It didn't seem particularly sinister. An invitation from my rabbi inviting me to a reunion of my grade school Hebrew class? Normal enough. It was surprising, upon arrival, that he'd chosen to reunite multiple classes together, cramming us into a small room in the back of the temple. But there was off-brand soda, and pretzels, and bad jokes about baseball, and I felt bored and restless and inescapably at home, as I always had in Hebrew class.
I can't recall now if it was the Jenin incursions or the riots at the Temple Mount that set my rabbi off. Or perhaps he was just enraged by one of the obscure convulsions of violence that occur with such regularity as to virtually mark time in the Middle East. What punctures the haze of memory is when he transitioned from sports to politics, telling the assembled alumni that the Jews would be within their rights to forcibly deport and displace the entire Palestinian population. I objected, and we began shouting at each other as my classmates looked on in annoyance. I stormed from the room and it was the last time I set foot in that temple. In my temple.
Judaism has long been closely associated with the search for social justice and human dignity. In his beautiful essay "No Time For Neutrality," the great Jewish theologian, Abraham Joshua Heschel, wrote, "one of the lessons we have derived from the events of our time is that we cannot dwell at ease under the sun of our civilization, that man is the least harmless of beings …The only safeguard against [such] constant danger is constant vigilance, constant guidance. Such guidance is given to him who lives in the reality of Israel. It is a system in which human relations rest on two basic ideas: The idea of human rights and the idea of human obligations."

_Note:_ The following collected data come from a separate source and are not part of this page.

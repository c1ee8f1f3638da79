use chrono::{DateTime, Utc};
use rust_decimal::Decimal;
use serde::{Deserialize, Serialize};
use sqlx::FromRow;

use super::UnknownStatus;

#[derive(Debug, Clone, Copy, PartialEq, Eq, Serialize, Deserialize)]
#[serde(rename_all = "UPPERCASE")]
pub enum PayslipStatus {
    Pending,
    Paid,
}

impl PayslipStatus {
    pub fn as_str(&self) -> &'static str {
        match self {
            PayslipStatus::Pending => "PENDING",
            PayslipStatus::Paid => "PAID",
        }
    }
}

impl TryFrom<String> for PayslipStatus {
    type Error = UnknownStatus;

    fn try_from(value: String) -> Result<Self, Self::Error> {
        match value.as_str() {
            "PENDING" => Ok(PayslipStatus::Pending),
            "PAID" => Ok(PayslipStatus::Paid),
            _ => Err(UnknownStatus {
                kind: "payslip",
                value,
            }),
        }
    }
}

#[derive(Debug, Clone, Serialize, Deserialize, FromRow)]
pub struct Payslip {
    pub id: String,
    pub employee_code: String,
    pub month: i32,
    pub year: i32,
    pub base_salary: Decimal,
    pub house_amount: Decimal,
    pub transport_amount: Decimal,
    pub employee_taxed_amount: Decimal,
    pub pension_amount: Decimal,
    pub medical_insurance_amount: Decimal,
    pub other_taxed_amount: Decimal,
    pub gross_salary: Decimal,
    pub net_salary: Decimal,
    #[sqlx(try_from = "String")]
    pub status: PayslipStatus,
    pub created_at: DateTime<Utc>,
    pub updated_at: DateTime<Utc>,
}

/// Calendar month a payslip or message belongs to.
#[derive(Debug, Clone, Copy, PartialEq, Eq, Hash, Serialize, Deserialize)]
pub struct PayPeriod {
    pub month: i32,
    pub year: i32,
}

impl PayPeriod {
    pub fn new(month: i32, year: i32) -> crate::error::Result<Self> {
        if !(1..=12).contains(&month) {
            return Err(crate::error::Error::InvalidArgument(format!(
                "month must be between 1 and 12, got {}",
                month
            )));
        }
        if year < 1 {
            return Err(crate::error::Error::InvalidArgument(format!(
                "year must be positive, got {}",
                year
            )));
        }
        Ok(Self { month, year })
    }
}

impl std::fmt::Display for PayPeriod {
    fn fmt(&self, f: &mut std::fmt::Formatter<'_>) -> std::fmt::Result {
        write!(f, "{}/{}", self.month, self.year)
    }
}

The reality of Israel, of course, is more complex. There, relations between Jews and Palestinians are less about glittering ideals and more about terrorism and fences, settlements and mistrust. It would be tough moral terrain to navigate in even favorable circumstances, but for Jews, the political question is often elevated into a religious one. Israel -- or Eretz Yisrael -- animates the prayer books and peppers the Torah. For Jews, its status as a Jewish land has a sacred dimension, adding a further level of complexity to the human hunger for real estate. And so Israel's travails are regularly discussed from the pulpit. To enter a synagogue is to resign yourself to a likely digression from the numinous that will end with a disquisition on the conflict. Sometimes, the Rabbi's exploration is just, humane, and sensitive. More often, the pull of identity overwhelms the call of the ineffable, and whatever mysticism should exist is shattered as the Rabbi does his or her best to rally the assembled Jewry in defense of their besieged brethren -- and shame those who don't go along. It's an odd feeling, akin to going to the doctor for a check-up and being subjected to an angry lecture on payment rates in the upcoming Medicare law.

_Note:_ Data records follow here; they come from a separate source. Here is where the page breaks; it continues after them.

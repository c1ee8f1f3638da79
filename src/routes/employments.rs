use axum::{
    extract::{Extension, Path, State},
    http::StatusCode,
    response::{IntoResponse, Json},
};
use validator::Validate;

use crate::{
    dto::employment_dto::{CreateEmploymentPayload, EmploymentResponse, UpdateEmploymentPayload},
    error::Result,
    middleware::auth::ensure_self_or_manager,
    utils::token::Claims,
    AppState,
};

#[utoipa::path(
    post,
    path = "/api/employments",
    request_body = CreateEmploymentPayload,
    responses(
        (status = 201, description = "Employment started; any previous active one is deactivated", body = EmploymentResponse),
        (status = 400, description = "Invalid salary, department or position"),
        (status = 404, description = "Employee not found")
    )
)]
#[axum::debug_handler]
pub async fn create_employment(
    State(state): State<AppState>,
    Json(payload): Json<CreateEmploymentPayload>,
) -> Result<impl IntoResponse> {
    payload.validate()?;
    let inserted = state.employment_service.create(payload).await?;
    Ok((StatusCode::CREATED, Json(EmploymentResponse::from(inserted))))
}

#[utoipa::path(
    get,
    path = "/api/employments/active",
    responses((status = 200, description = "All active employments", body = [EmploymentResponse]))
)]
#[axum::debug_handler]
pub async fn list_active_employments(State(state): State<AppState>) -> Result<impl IntoResponse> {
    let employments = state.employment_service.list_active().await?;
    let body: Vec<EmploymentResponse> = employments.into_iter().map(Into::into).collect();
    Ok(Json(body))
}

#[utoipa::path(
    get,
    path = "/api/employments/employee/{code}",
    params(("code" = String, Path, description = "Employee code")),
    responses(
        (status = 200, description = "Employment history in creation order", body = [EmploymentResponse]),
        (status = 403, description = "Another employee's records")
    )
)]
#[axum::debug_handler]
pub async fn list_employee_employments(
    State(state): State<AppState>,
    Extension(claims): Extension<Claims>,
    Path(code): Path<String>,
) -> Result<impl IntoResponse> {
    ensure_self_or_manager(&claims, &code)?;
    let employments = state.employment_service.list_by_employee(&code).await?;
    let body: Vec<EmploymentResponse> = employments.into_iter().map(Into::into).collect();
    Ok(Json(body))
}

#[utoipa::path(
    get,
    path = "/api/employments/employee/{code}/active",
    params(("code" = String, Path, description = "Employee code")),
    responses(
        (status = 200, description = "Active employment", body = EmploymentResponse),
        (status = 403, description = "Another employee's records"),
        (status = 404, description = "No active employment")
    )
)]
#[axum::debug_handler]
pub async fn get_active_employment(
    State(state): State<AppState>,
    Extension(claims): Extension<Claims>,
    Path(code): Path<String>,
) -> Result<impl IntoResponse> {
    ensure_self_or_manager(&claims, &code)?;
    let employment = state.employment_service.get_active(&code).await?;
    Ok(Json(EmploymentResponse::from(employment)))
}

#[utoipa::path(
    put,
    path = "/api/employments/{code}",
    params(("code" = String, Path, description = "Employment code")),
    request_body = UpdateEmploymentPayload,
    responses(
        (status = 200, description = "Employment updated", body = EmploymentResponse),
        (status = 400, description = "Invalid salary"),
        (status = 404, description = "Employment not found")
    )
)]
#[axum::debug_handler]
pub async fn update_employment(
    State(state): State<AppState>,
    Path(code): Path<String>,
    Json(payload): Json<UpdateEmploymentPayload>,
) -> Result<impl IntoResponse> {
    payload.validate()?;
    let employment = state.employment_service.update(&code, payload).await?;
    Ok(Json(EmploymentResponse::from(employment)))
}

#[utoipa::path(
    post,
    path = "/api/employments/{code}/deactivate",
    params(("code" = String, Path, description = "Employment code")),
    responses(
        (status = 200, description = "Employment is inactive", body = EmploymentResponse),
        (status = 404, description = "Employment not found")
    )
)]
#[axum::debug_handler]
pub async fn deactivate_employment(
    State(state): State<AppState>,
    Path(code): Path<String>,
) -> Result<impl IntoResponse> {
    let employment = state.employment_service.deactivate(&code).await?;
    Ok(Json(EmploymentResponse::from(employment)))
}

Sitting through such a sermon can be an uncomfortable experience for progressive Jews. Many respond by searching for a synagogue that does not mistake Zionism for Judaism. Others cease going altogether. And as the conversation in many synagogues has drifted rightward, so too has the political center of gravity on the subject. The allies of Israel now include such notables as John Hagee, a radical Christian minister who wants the Jews to occupy the Holy Land so they can be wiped out in a precursor to the apocalypse, and Joe Lieberman, whose two-word plan for Jewish security often seems to be "air strikes." If the pews can seem inhospitable to a progressive, the politics can look downright repulsive.
Which is what makes the emergence of J Street, the new pro-peace Israel lobbying organization, so interesting. Their opening day pitch says very little about AIPAC or settlements or fences or Hamas. Rather, they focus on the question of voice. Their page features a video that starkly demonstrates where the conversation has turned as the pro-peace moderates have disengaged:
"Do they speak for you," J Street asks? It's an interesting pitch, aimed less at activated progressives who labor on this issue than those who long ago turned away because they felt their voice wasted. It's an appeal to all those who walked out of their temple because they couldn't stand the sermon, didn't go back because they were tired of the politics, or have made their peace choking on silence when the issue arises.
Disengagement is an unnatural position for a Jew. Ending his essay, Heschel wrote, "Jewish existence is not only the adherence to particular doctrines and observances but primarily the living in the spiritual order of the Jewish people … it is primarily involvement and anticipation in the covenant and community of Israel." Israel, for Heschel, was the corporeal manifestation of higher ideals -- an unbreakable respect for human rights, and an unyielding sense of obligation to one another's dignity. Those who would dishonor those ideals don't speak for us. Yet their voices control the conversation. As Heschel said, this is no time for neutrality. Even more to the point, it is no time for silence.